Invited Speaker


Dr. Jerald Kralik

Dr. Jerald Kralik

Visiting Professor, Department of Bio and Brain Engineering, KAIST - Korea Advanced Institute of Science and Technology, Korea
Speech Title: Computational Model of Human Social Communication: When should an artificial agent communicate about others?

Abstract: For AI systems to integrate with people in real-world settings, they will need to respond properly to social events with potential moral implications: such as acts of physical harm, bullying, cheating or acts of goodwill. This requires an inner sense of morality as well as mind-reading capabilities that approach human level. To date, however, no artificial system is near these capabilities. Our larger research project aims to capture the full range of human social intelligence, and to this end, our current goal is to model when, how, and why people choose to communicate social information to others—what has been called gossip—and to model this process in an artificial social agent. In this talk I present our current progress. I will describe (a) our social intelligence and communication framework, (b) our test paradigm, (c) current computational model developments, and (d) an empirical experiment we conducted to obtain novel data to test model predictions. I will then present key empirical findings together with the best fits from our model compared with two others. Our model outperformed the others by best fitting both the general patterns and specific results of the empirical data (i.e., percent choosing to communicate information about a target individual to others). Thus, our model successfully captures key aspects of human moral decision-making, helping to move toward human-like social understanding and communication in artificial systems.

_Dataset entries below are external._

//! Utility functions for target classification and validation.
//!
//! This module contains helper functions for URL validation, local path
//! detection, authority extraction and input deduplication used
//! throughout the library.

use crate::error::GrabError;
use crate::types::{BatchOptions, FetchOptions, MAX_RETRIES};
use regex::Regex;
use std::collections::HashSet;
use url::Url;

lazy_static::lazy_static! {
    static ref DRIVE_LETTER: Regex = Regex::new(r"^[A-Za-z]:").expect("static regex");
}

/// Prefixes that mark a target as a filesystem path.
const LOCAL_PREFIXES: [&str; 5] = ["./", "../", "/", "~/", "file://"];

/// Check whether a target looks like a filesystem path.
///
/// Relative (`./`, `../`), absolute (`/`), home (`~/`), `file://` URLs and
/// Windows drive letters (`C:`) count as local.
pub fn is_local_path(target: &str) -> bool {
    let target = target.trim();
    LOCAL_PREFIXES.iter().any(|p| target.starts_with(p))
        || target.starts_with(".\\")
        || DRIVE_LETTER.is_match(target)
}

/// Validate a target for the network fetch path.
///
/// # Errors
///
/// - `InvalidArgument` for an empty target
/// - `InvalidTarget` for local paths, unparsable URLs and non-http(s) schemes
pub fn validate_url(target: &str) -> Result<Url, GrabError> {
    let trimmed = target.trim();

    if trimmed.is_empty() {
        return Err(GrabError::invalid_argument("url", "URL cannot be empty"));
    }

    if is_local_path(trimmed) {
        return Err(GrabError::local_path(trimmed));
    }

    let url = Url::parse(trimmed)
        .map_err(|e| GrabError::invalid_target(trimmed, format!("malformed URL: {}", e)))?;

    match url.scheme() {
        "http" | "https" => {}
        other => {
            return Err(GrabError::invalid_target(
                trimmed,
                format!("unsupported scheme '{}', URL must start with http", other),
            ))
        }
    }

    if url.host_str().is_none() {
        return Err(GrabError::invalid_target(trimmed, "URL has no host"));
    }

    Ok(url)
}

/// Extract the authority (scheme + host + port) used as the grouping key.
///
/// Unparsable inputs fall back to the raw text up to the first `/` after
/// the scheme so they still land in exactly one group.
pub fn extract_authority(target: &str) -> String {
    if let Ok(url) = Url::parse(target) {
        if let Some(host) = url.host_str() {
            return match url.port() {
                Some(port) => format!("{}://{}:{}", url.scheme(), host, port),
                None => format!("{}://{}", url.scheme(), host),
            };
        }
    }

    match target.split_once("://") {
        Some((scheme, rest)) => {
            let host = rest.split('/').next().unwrap_or_default();
            format!("{}://{}", scheme, host)
        }
        None => target.split('/').next().unwrap_or_default().to_string(),
    }
}

/// Remove repeated URLs, keeping the first occurrence of each.
pub fn dedup_urls<I, S>(urls: I) -> Vec<String>
where
    I: IntoIterator<Item = S>,
    S: Into<String>,
{
    let mut seen = HashSet::new();
    urls.into_iter()
        .map(Into::into)
        .filter(|url| seen.insert(url.clone()))
        .collect()
}

/// File name used when a download has no explicit destination.
///
/// Takes the last non-empty path segment; returns `None` when it carries no
/// file extension.
pub fn filename_from_url(target: &str) -> Option<String> {
    let path = match Url::parse(target) {
        Ok(url) => url.path().to_string(),
        Err(_) => target.to_string(),
    };
    let name = path.rsplit('/').find(|s| !s.is_empty())?;
    if name.contains('.') {
        Some(name.to_string())
    } else {
        None
    }
}

/// Validate the shape of single-fetch options.
pub fn validate_fetch_options(opts: &FetchOptions) -> Result<(), GrabError> {
    if opts.timeout.is_zero() {
        return Err(GrabError::invalid_argument(
            "timeout",
            "timeout must be greater than zero",
        ));
    }

    if opts.retries > MAX_RETRIES {
        return Err(GrabError::invalid_argument(
            "retries",
            format!("retries must be at most {}", MAX_RETRIES),
        ));
    }

    if opts.enable_js && (!opts.headers.is_empty() || !opts.query.is_empty()) {
        return Err(GrabError::invalid_argument(
            "enable_js",
            "headers and query parameters are not supported for rendered pages",
        ));
    }

    Ok(())
}

/// Validate the shape of batch options.
pub fn validate_batch_options(opts: &BatchOptions) -> Result<(), GrabError> {
    validate_fetch_options(&opts.fetch)?;

    if opts.thread_limit == 0 {
        return Err(GrabError::invalid_argument(
            "thread_limit",
            "thread_limit must be at least 1",
        ));
    }

    if opts.chunk_size == 0 {
        return Err(GrabError::invalid_argument(
            "chunk_size",
            "chunk_size must be at least 1",
        ));
    }

    if opts.multiplier == 0 {
        return Err(GrabError::invalid_argument(
            "multiplier",
            "multiplier must be at least 1",
        ));
    }

    Ok(())
}
//! Local file access.
//!
//! The network fetch path refuses filesystem paths; these helpers are the
//! local counterpart.

use crate::error::GrabError;
use crate::types::{ReadMode, WriteMode};
use std::fs::OpenOptions;
use std::io::Write;
use std::path::Path;

/// Text encodings supported for local reads and writes.
#[derive(Debug, Clone, Copy, PartialEq, Eq)]
pub enum Encoding {
    Utf8,
    Ascii,
    Latin1,
}

impl Encoding {
    /// Parse an encoding label such as `utf-8` or `ascii`.
    pub fn parse(label: &str) -> Result<Self, GrabError> {
        match label.trim().to_ascii_lowercase().replace('_', "-").as_str() {
            "utf-8" | "utf8" => Ok(Self::Utf8),
            "ascii" | "us-ascii" => Ok(Self::Ascii),
            "latin-1" | "latin1" | "iso-8859-1" => Ok(Self::Latin1),
            other => Err(GrabError::invalid_argument(
                "encoding",
                format!("unsupported encoding '{}'", other),
            )),
        }
    }

    fn decode(self, bytes: Vec<u8>) -> Result<String, &'static str> {
        match self {
            Self::Utf8 => String::from_utf8(bytes).map_err(|_| "content is not valid utf-8"),
            Self::Ascii => {
                if bytes.is_ascii() {
                    String::from_utf8(bytes).map_err(|_| "content is not valid ascii")
                } else {
                    Err("content is not valid ascii")
                }
            }
            Self::Latin1 => Ok(bytes.into_iter().map(char::from).collect()),
        }
    }

    fn encode(self, text: &str) -> Result<Vec<u8>, &'static str> {
        match self {
            Self::Utf8 => Ok(text.as_bytes().to_vec()),
            Self::Ascii => {
                if text.is_ascii() {
                    Ok(text.as_bytes().to_vec())
                } else {
                    Err("text cannot be encoded as ascii")
                }
            }
            Self::Latin1 => text
                .chars()
                .map(|c| u8::try_from(u32::from(c)).map_err(|_| "text cannot be encoded as latin-1"))
                .collect(),
        }
    }
}

/// Contents of a local file.
#[derive(Debug, Clone, PartialEq, Eq)]
pub enum LocalContent {
    Text(String),
    Bytes(Vec<u8>),
}

impl LocalContent {
    /// Text contents; binary contents are decoded lossily.
    pub fn into_text(self) -> String {
        match self {
            Self::Text(text) => text,
            Self::Bytes(bytes) => String::from_utf8_lossy(&bytes).into_owned(),
        }
    }

    pub fn into_bytes(self) -> Vec<u8> {
        match self {
            Self::Text(text) => text.into_bytes(),
            Self::Bytes(bytes) => bytes,
        }
    }
}

/// Read a local file.
///
/// In [`ReadMode::Text`] the contents are decoded with `encoding`; in
/// [`ReadMode::Binary`] the raw bytes are returned and `encoding` is only
/// validated.
///
/// # Errors
///
/// Returns `InvalidArgument` for unknown encodings and `File` for missing,
/// unreadable or undecodable files.
pub fn read_local<P: AsRef<Path>>(
    path: P,
    mode: ReadMode,
    encoding: &str,
) -> Result<LocalContent, GrabError> {
    let path = path.as_ref();
    let encoding = Encoding::parse(encoding)?;
    let shown = path.display().to_string();

    let bytes = std::fs::read(path).map_err(|e| GrabError::file_error(&shown, e.to_string()))?;

    match mode {
        ReadMode::Binary => Ok(LocalContent::Bytes(bytes)),
        ReadMode::Text => encoding
            .decode(bytes)
            .map(LocalContent::Text)
            .map_err(|reason| GrabError::file_error(&shown, reason)),
    }
}

/// Write text to a local file, creating it if needed.
///
/// # Errors
///
/// Returns `InvalidArgument` for unknown encodings or text the encoding
/// cannot represent, and `File` for I/O failures.
pub fn write_local<P: AsRef<Path>>(
    path: P,
    data: &str,
    mode: WriteMode,
    encoding: &str,
) -> Result<(), GrabError> {
    let bytes = Encoding::parse(encoding)?
        .encode(data)
        .map_err(|reason| GrabError::invalid_argument("data", reason))?;
    write_local_bytes(path, &bytes, mode)
}

/// Write raw bytes to a local file, creating it if needed.
pub fn write_local_bytes<P: AsRef<Path>>(path: P, data: &[u8], mode: WriteMode) -> Result<(), GrabError> {
    let path = path.as_ref();
    let shown = path.display().to_string();

    let mut options = OpenOptions::new();
    options.create(true);
    match mode {
        WriteMode::Write => options.write(true).truncate(true),
        WriteMode::Append => options.append(true),
    };

    let mut file = options
        .open(path)
        .map_err(|e| GrabError::file_error(&shown, e.to_string()))?;
    file.write_all(data)
        .map_err(|e| GrabError::file_error(&shown, e.to_string()))?;
    tracing::debug!(path = %shown, bytes = data.len(), mode = %mode, "wrote local file");
    Ok(())
}

#[cfg(test)]
mod tests {
    use super::*;
    use tempfile::{NamedTempFile, TempDir};

    #[test]
    fn test_write_then_append() {
        let dir = TempDir::new().unwrap();
        let path = dir.path().join("notes.txt");

        write_local(&path, "hello", WriteMode::Write, "utf-8").unwrap();
        write_local(&path, " world", WriteMode::Append, "utf-8").unwrap();
        let content = read_local(&path, ReadMode::Text, "utf-8").unwrap();
        assert_eq!(content, LocalContent::Text("hello world".to_string()));

        write_local(&path, "reset", WriteMode::Write, "ascii").unwrap();
        assert_eq!(
            read_local(&path, ReadMode::Text, "ascii").unwrap().into_text(),
            "reset"
        );
    }

    #[test]
    fn test_binary_read() {
        let mut file = NamedTempFile::new().unwrap();
        file.write_all(&[0xff, 0x00, 0x41]).unwrap();

        let content = read_local(file.path(), ReadMode::Binary, "utf-8").unwrap();
        assert_eq!(content.into_bytes(), vec![0xff, 0x00, 0x41]);

        // Not valid utf-8 as text
        assert!(matches!(
            read_local(file.path(), ReadMode::Text, "utf-8"),
            Err(GrabError::File { .. })
        ));
        // Latin-1 decodes every byte
        assert_eq!(
            read_local(file.path(), ReadMode::Text, "latin-1").unwrap().into_text(),
            "\u{ff}\u{0}A"
        );
    }

    #[test]
    fn test_ascii_rejects_non_ascii() {
        let dir = TempDir::new().unwrap();
        let path = dir.path().join("a.txt");
        assert!(matches!(
            write_local(&path, "café", WriteMode::Write, "ascii"),
            Err(GrabError::InvalidArgument { .. })
        ));
        write_local(&path, "café", WriteMode::Write, "utf-8").unwrap();
        assert!(read_local(&path, ReadMode::Text, "ascii").is_err());
    }

    #[test]
    fn test_unknown_encoding_and_missing_file() {
        assert!(matches!(
            read_local("/definitely/not/here", ReadMode::Text, "utf-16"),
            Err(GrabError::InvalidArgument { .. })
        ));
        assert!(matches!(
            read_local("/definitely/not/here", ReadMode::Text, "utf-8"),
            Err(GrabError::File { .. })
        ));
    }
}
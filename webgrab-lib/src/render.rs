//! JavaScript rendering through a headless browser.
//!
//! Rendering is an optional collaborator: the [`PageRenderer`] trait is
//! always available, the Chrome-backed implementation only with the `js`
//! feature.

use crate::error::GrabError;
use async_trait::async_trait;
use std::time::Duration;

/// Loads a page in a browser and returns the rendered document.
#[async_trait]
pub trait PageRenderer: Send + Sync {
    /// Render `url` and return the resulting HTML.
    ///
    /// `proxy` is a browser proxy address such as `socks5://127.0.0.1:9050`.
    async fn render(
        &self,
        url: &str,
        proxy: Option<&str>,
        timeout: Duration,
    ) -> Result<String, GrabError>;
}

/// Renderer used when none is configured.
pub fn default_renderer() -> Option<std::sync::Arc<dyn PageRenderer>> {
    #[cfg(feature = "js")]
    {
        Some(std::sync::Arc::new(chrome::ChromeRenderer::new()))
    }
    #[cfg(not(feature = "js"))]
    {
        None
    }
}

/// Error returned when rendering is requested without a renderer.
pub fn renderer_missing() -> GrabError {
    GrabError::dependency_missing(
        "headless browser",
        "enable the 'js' feature or install a renderer with Grabber::builder(config).renderer(..)",
    )
}

#[cfg(feature = "js")]
pub use chrome::ChromeRenderer;

#[cfg(feature = "js")]
mod chrome {
    use super::PageRenderer;
    use crate::error::GrabError;
    use async_trait::async_trait;
    use headless_chrome::{Browser, LaunchOptions};
    use std::collections::HashMap;
    use std::sync::{Arc, Mutex};
    use std::time::Duration;

    /// Headless Chrome renderer.
    ///
    /// One browser is launched per proxy route and reused across renders;
    /// every render gets its own tab.
    #[derive(Clone, Default)]
    pub struct ChromeRenderer {
        browsers: Arc<Mutex<HashMap<Option<String>, Browser>>>,
    }

    impl ChromeRenderer {
        pub fn new() -> Self {
            Self::default()
        }

        fn browser(&self, proxy: Option<&str>) -> Result<Browser, String> {
            let mut browsers = self
                .browsers
                .lock()
                .map_err(|_| "browser registry lock poisoned".to_string())?;
            let key = proxy.map(str::to_string);
            if let Some(browser) = browsers.get(&key) {
                return Ok(browser.clone());
            }

            let options = LaunchOptions::default_builder()
                .headless(true)
                .proxy_server(proxy)
                .build()
                .map_err(|e| format!("invalid launch options: {}", e))?;
            let browser = Browser::new(options).map_err(|e| format!("failed to launch browser: {}", e))?;
            tracing::info!(proxy = proxy.unwrap_or("<direct>"), "launched headless browser");
            browsers.insert(key, browser.clone());
            Ok(browser)
        }

        fn render_blocking(&self, url: &str, proxy: Option<&str>, timeout: Duration) -> Result<String, String> {
            let browser = self.browser(proxy)?;
            let tab = browser.new_tab().map_err(|e| e.to_string())?;
            tab.set_default_timeout(timeout);
            let html = tab
                .navigate_to(url)
                .and_then(|tab| tab.wait_until_navigated())
                .and_then(|tab| tab.get_content())
                .map_err(|e| e.to_string());
            let _ = tab.close(true);
            html
        }
    }

    #[async_trait]
    impl PageRenderer for ChromeRenderer {
        async fn render(
            &self,
            url: &str,
            proxy: Option<&str>,
            timeout: Duration,
        ) -> Result<String, GrabError> {
            let renderer = self.clone();
            let target = url.to_string();
            let proxy = proxy.map(str::to_string);

            tokio::task::spawn_blocking(move || {
                renderer.render_blocking(&target, proxy.as_deref(), timeout)
            })
            .await
            .map_err(|e| GrabError::render(url, format!("render task failed: {}", e)))?
            .map_err(|message| GrabError::render(url, message))
        }
    }
}
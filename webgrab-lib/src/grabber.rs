//! The main fetching context.
//!
//! A [`Grabber`] owns everything that used to be process-wide state: the
//! HTTP session pool, the Tor handle, the rotation counter, the renderer,
//! the proxy list and the warning sink. It is cheap to clone; clones share
//! all of it.

use crate::concurrent::{dispatch, generate_partitions, group_by_domain, WorkItem, WorkResult};
use crate::error::GrabError;
use crate::local::write_local_bytes;
use crate::proxies::{ProxyList, PROXYSCRAPE_URL};
use crate::render::{default_renderer, renderer_missing, PageRenderer};
use crate::response::Response;
use crate::rotation::RotationCounter;
use crate::session::{build_header_map, SessionKey, SessionPool};
use crate::tor::{AnonymizingProxy, TorIdentity, TorProcess, IP_INFO_URL};
use crate::types::{BatchOptions, FetchOptions, GrabConfig, WriteMode};
use crate::utils::{
    dedup_urls, filename_from_url, validate_batch_options, validate_fetch_options, validate_url,
};
use crate::warning::WarningSink;
use reqwest::Method;
use std::collections::HashMap;
use std::path::{Path, PathBuf};
use std::sync::atomic::{AtomicBool, Ordering};
use std::sync::{Arc, Mutex};
use std::time::Duration;
use tracing::{debug, info, warn};

/// URL → response, or `None` when fetching it failed.
pub type BatchResults = HashMap<String, Option<Response>>;

/// Statuses that are retried.
const RETRY_STATUSES: [u16; 4] = [500, 502, 503, 504];

/// Headers sent through Tor so requests look like an ordinary browser.
const TOR_HEADERS: [(&str, &str); 4] = [
    (
        "User-Agent",
        "Mozilla/5.0 (Windows NT 10.0; Win64; x64) AppleWebKit/537.36 (KHTML, like Gecko) Chrome/58.0.3029.110 Safari/537",
    ),
    (
        "Accept",
        "text/html,application/xhtml+xml,application/xml;q=0.9,*/*;q=0.8",
    ),
    ("Accept-Language", "en-US,en;q=0.5"),
    ("Referer", "https://www.google.com"),
];

/// Connect timeout for pooled clients; request timeouts are set per call.
const CONNECT_TIMEOUT: Duration = Duration::from_secs(10);

/// How the requests of one call are routed.
#[derive(Debug, Clone, PartialEq, Eq)]
enum Route {
    Direct,
    Tor { proxy: String, browser: String },
    ProxyList,
    Explicit(String),
}

/// Request body.
#[derive(Debug, Clone)]
enum Payload {
    Empty,
    Bytes(Vec<u8>),
    Json(serde_json::Value),
}

struct Inner {
    config: GrabConfig,
    sessions: SessionPool,
    proxy: tokio::sync::Mutex<Box<dyn AnonymizingProxy>>,
    /// Set while tor is meant to be running for this grabber
    tor_requested: AtomicBool,
    rotation: Mutex<Option<RotationCounter>>,
    renderer: Option<Arc<dyn PageRenderer>>,
    proxies: ProxyList,
    warnings: WarningSink,
}

/// Builder for a [`Grabber`] with non-default collaborators.
pub struct GrabberBuilder {
    config: GrabConfig,
    renderer: Option<Arc<dyn PageRenderer>>,
    proxy: Option<Box<dyn AnonymizingProxy>>,
}

impl GrabberBuilder {
    pub fn new(config: GrabConfig) -> Self {
        Self {
            config,
            renderer: default_renderer(),
            proxy: None,
        }
    }

    /// Use a custom page renderer for `enable_js` fetches.
    pub fn renderer(mut self, renderer: Arc<dyn PageRenderer>) -> Self {
        self.renderer = Some(renderer);
        self
    }

    /// Use a custom anonymizing proxy instead of a local tor process.
    pub fn proxy_backend(mut self, proxy: Box<dyn AnonymizingProxy>) -> Self {
        self.proxy = Some(proxy);
        self
    }

    /// Build the grabber.
    ///
    /// # Errors
    ///
    /// Returns `InvalidArgument` if the configured default headers are not
    /// valid HTTP headers.
    pub fn build(self) -> Result<Grabber, GrabError> {
        let sessions = SessionPool::new(&self.config.headers, CONNECT_TIMEOUT)?;
        let proxy: Box<dyn AnonymizingProxy> = match self.proxy {
            Some(proxy) => proxy,
            None => Box::new(TorProcess::new(self.config.tor.clone())),
        };

        Ok(Grabber {
            inner: Arc::new(Inner {
                sessions,
                proxy: tokio::sync::Mutex::new(proxy),
                tor_requested: AtomicBool::new(false),
                rotation: Mutex::new(None),
                renderer: self.renderer,
                proxies: ProxyList::new(),
                warnings: WarningSink::new(self.config.warnings),
                config: self.config,
            }),
        })
    }
}

/// Fetching context.
///
/// # Example
///
/// ```rust,no_run
/// use webgrab_lib::Grabber;
///
/// #[tokio::main]
/// async fn main() -> Result<(), Box<dyn std::error::Error>> {
///     let grabber = Grabber::new()?;
///     let opts = grabber.batch_options();
///     let results = grabber
///         .get_batch(vec!["https://example.com/", "https://example.org/"], &opts)
///         .await?;
///     for (url, response) in &results {
///         match response {
///             Some(res) => println!("{} -> {}", url, res),
///             None => println!("{} failed", url),
///         }
///     }
///     Ok(())
/// }
/// ```
#[derive(Clone)]
pub struct Grabber {
    inner: Arc<Inner>,
}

Biography: Jerald Kralik is a Visiting Professor in the Department of Bio and Brain Engineering at Korea Advanced Institute of Science and Technology (KAIST). He received his B.S. degree in Zoology from the Honors College at Michigan State University, studied Psychology and Artificial Intelligence at Georgia Tech, then received A.M. and Ph.D. degrees in Psychology from Harvard University. He completed a post-doctoral position in Cognitive Neuroscience at the Duke University Medical Center, where he co-authored a paper in Nature on brain-machine interfaces that received world-wide attention, in which neural recordings from monkeys controlled a robotic arm. He then completed another post-doctoral position at the National Institute of Mental Health (NIMH), where he won an NIMH research award while conducting leading-edge investigations of the neurophysiology of the prefrontal cortex. He then was an Assistant Professor in the Department of Psychological and Brain Sciences at Dartmouth College before coming to KAIST. Prof. Kralik has received research funding from the United States National Institutes of Health and Department of Defense, and has published widely in high-profile journals in Neuroscience, Psychology, and Artificial Intelligence, including Nature, PNAS, PLOS Biology, Journal of Neuroscience, Psychological Science, Cognition, and Robotics and Autonomous Systems. His research interests include evolutionary, cognitive, social and computational neuroscience, as well as cognitive architectures, artificial intelligence and brain engineering.